The Turquoise is the story of Santa Fe (Fey) Cameron, named after the town she was born in, Santa Fe New Mexico. Her high born spanish mother died in childbirth, and her father (the disinherited younger son of a highland laird) died when she was a young girl, leaving her to be raised by a lower class mexican family. When Fey turns 17 she meets Terry Dillon, a handsome, charming but ever so unscrupulous medicine man who is headed back east to make his fortune in New York after having run afoul of something in San Francisco. At this same time, a distant cousin of Fey’s travels to Santa Fe in search of her on behalf of her grandfather, who is now sorry for the estrangement between himself and his (now dead) son, and wants them brought home to Scotland. Ewen just misses Fey, and his trail turns cold.

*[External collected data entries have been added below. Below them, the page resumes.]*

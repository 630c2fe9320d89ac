//! Read-only catalog snapshot for one screen session.

use crate::catalog::CatalogItem;
use std::collections::HashSet;

/// In-memory snapshot of the items fetched when a screen mounts.
///
/// The snapshot is replaced wholesale on every fetch and never mutated in
/// between, so anything derived from it (filtered views, favorite state) can
/// hold on to ids without worrying about edits underneath.
#[derive(Debug, Clone)]
pub struct CatalogStore<T> {
    items: Vec<T>,
    loaded: bool,
}

impl<T> Default for CatalogStore<T> {
    fn default() -> Self {
        Self {
            items: Vec::new(),
            loaded: false,
        }
    }
}

impl<T: CatalogItem> CatalogStore<T> {
    /// Builds a snapshot from a bulk fetch.
    ///
    /// Ids are unique within a snapshot: later duplicates are dropped with a
    /// warning so the filter can never surface the same item twice.
    #[must_use]
    pub fn from_fetch(items: Vec<T>) -> Self {
        let fetched = items.len();
        let mut seen = HashSet::with_capacity(fetched);
        let items: Vec<T> = items
            .into_iter()
            .filter(|item| seen.insert(item.id().to_string()))
            .collect();

        if items.len() != fetched {
            tracing::warn!(
                fetched = fetched,
                kept = items.len(),
                "dropped duplicate ids from catalog fetch"
            );
        }

        Self {
            items,
            loaded: true,
        }
    }

    #[must_use]
    pub fn all(&self) -> &[T] {
        &self.items
    }

    #[must_use]
    pub fn get(&self, id: &str) -> Option<&T> {
        self.items.iter().find(|item| item.id() == id)
    }

    #[must_use]
    pub fn contains(&self, id: &str) -> bool {
        self.get(id).is_some()
    }

    #[must_use]
    pub fn len(&self) -> usize {
        self.items.len()
    }

    #[must_use]
    pub fn is_empty(&self) -> bool {
        self.items.is_empty()
    }

    /// `false` until the first fetch lands; screens show a spinner meanwhile.
    #[must_use]
    pub const fn is_loaded(&self) -> bool {
        self.loaded
    }
}

#[cfg(test)]
mod tests {
    use super::*;
    use crate::domain::{Category, Listing};

    #[test]
    fn duplicate_ids_keep_first_occurrence() {
        let store = CatalogStore::from_fetch(vec![
            Listing::new("1", Category::Dog, "Max", ""),
            Listing::new("1", Category::Cat, "Impostor", ""),
            Listing::new("2", Category::Cat, "Luna", ""),
        ]);
        assert_eq!(store.len(), 2);
        assert_eq!(store.get("1").map(|l| l.name.as_str()), Some("Max"));
    }

    #[test]
    fn default_store_is_not_loaded() {
        let store: CatalogStore<Listing> = CatalogStore::default();
        assert!(!store.is_loaded());
        assert!(store.is_empty());
        assert!(CatalogStore::<Listing>::from_fetch(vec![]).is_loaded());
    }
}
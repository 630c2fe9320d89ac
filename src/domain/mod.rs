//! Domain layer for the shelter catalog.
//!
//! Core types independent of storage, workers or rendering:
//!
//! - [`error`]: Error taxonomy and result alias
//! - [`listing`]: Adoptable animals, categories and adoption status
//! - [`event`]: Shelter events
//! - [`identity`]: The signed-in user
//!
//! # Examples
//!
//! ```
//! use shelter::domain::{Category, Listing, Result};
//!
//! fn register() -> Result<Listing> {
//!     Ok(Listing::new("1", Category::Dog, "Max", "Friendly and playful"))
//! }
//! ```

pub mod error;
pub mod event;
pub mod identity;
pub mod listing;

pub use error::{AuthError, FormField, Result, ShelterError, ValidationError};
pub use event::ShelterEvent;
pub use identity::Identity;
pub use listing::{AdoptionStatus, Category, Listing};
/// Central application state container.
#[derive(Debug, Clone, Default)]
pub struct AppState {
    /// Animal catalog snapshot, replaced on every `ListingsLoaded`.
    pub listings: CatalogStore<Listing>,

    /// Event snapshot, replaced on every `EventsLoaded`.
    pub events: CatalogStore<ShelterEvent>,

    /// The signed-in user's favorites, replaced on every `FavoritesLoaded`.
    pub favorite_listings: CatalogStore<Listing>,

    /// Filter Engine inputs.
    pub criteria: FilterCriteria,

    /// Ids passing the current view, tab and criteria, in snapshot order.
    ///
    /// Recomputed by `apply_filter()`.
    pub filtered_ids: Vec<String>,

    /// Zero-based index into `filtered_ids`, clamped by `apply_filter()`.
    pub selected_index: usize,

    pub input_mode: InputMode,
    pub view_mode: ViewMode,
    pub event_tab: EventTab,

    /// Optimistic favorite flags, one per listing the user has touched or
    /// that was loaded as a favorite.
    pub favorites: Favorites,

    /// Event ids the signed-in user is registered for.
    pub registered: HashSet<String>,

    /// Record opened with a detail request, if any.
    pub detail: Option<Detail>,

    /// Transient message shown above the footer until dismissed.
    pub notice: Option<String>,
}
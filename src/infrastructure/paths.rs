//! Platform data and config locations.
//!
//! The data directory holds `shelter.json` and the OTLP trace file. It resolves
//! in this order:
//!
//! 1. `SHELTER_DATA_DIR` environment variable
//! 2. The platform data directory (`~/.local/share/shelter` on Linux)
//! 3. `./.shelter` when no home directory can be determined

use directories::ProjectDirs;
use std::path::PathBuf;

/// Environment variable overriding the data directory.
pub const DATA_DIR_ENV: &str = "SHELTER_DATA_DIR";

const FALLBACK_DIR: &str = ".shelter";

fn project_dirs() -> Option<ProjectDirs> {
    ProjectDirs::from("org", "shelter", "shelter")
}

/// Returns the data directory for shelter storage.
///
/// The directory is not created here; storage and tracing create it on first
/// use.
///
/// # Examples
///
/// ```
/// use shelter::infrastructure::get_data_dir;
///
/// let data_dir = get_data_dir();
/// assert!(!data_dir.as_os_str().is_empty());
/// ```
#[must_use]
pub fn get_data_dir() -> PathBuf {
    resolve_data_dir(std::env::var_os(DATA_DIR_ENV).map(PathBuf::from))
}

fn resolve_data_dir(override_dir: Option<PathBuf>) -> PathBuf {
    override_dir
        .filter(|dir| !dir.as_os_str().is_empty())
        .or_else(|| project_dirs().map(|dirs| dirs.data_dir().to_path_buf()))
        .unwrap_or_else(|| PathBuf::from(FALLBACK_DIR))
}

/// Default location of the optional `config.toml`.
#[must_use]
pub fn config_file() -> Option<PathBuf> {
    project_dirs().map(|dirs| dirs.config_dir().join("config.toml"))
}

Once they reach New York, Terry leaves a pregnant Fey to her own resources as he leaves for brighter pastures. Fey takes work where she can, and sets her sights on the very wealthy and powerful Simeon Tower. Fey’s cousin Ewen just misses her once again prior to her marriage to Simeon. The story slows down a bit after this point, as the author describes the opulent lifestyles of the very rich in 1870’s New York as Simeon and Fey try to crack the upper circle of New York society. The story picks up again as a surprise return from the past threatens Fey and Simeon, and Fey finally comes to realize that she has only herself to blame for the choices she made in life and that she is not a victim of circumstance, and that she will have to atone for those bad choices.

All in all a pleasant read, but certainly not up to the high standards Seton set with Katherine, Devil Water and the Winthrop Woman. I enjoyed the first part of the book the most, the author did a lovely job of describing old Santa Fe and New Mexico, along with the trip east on the Santa Fe Trail. Recommended for die-hard Seton fans (and I am one). 3.5/5 stars.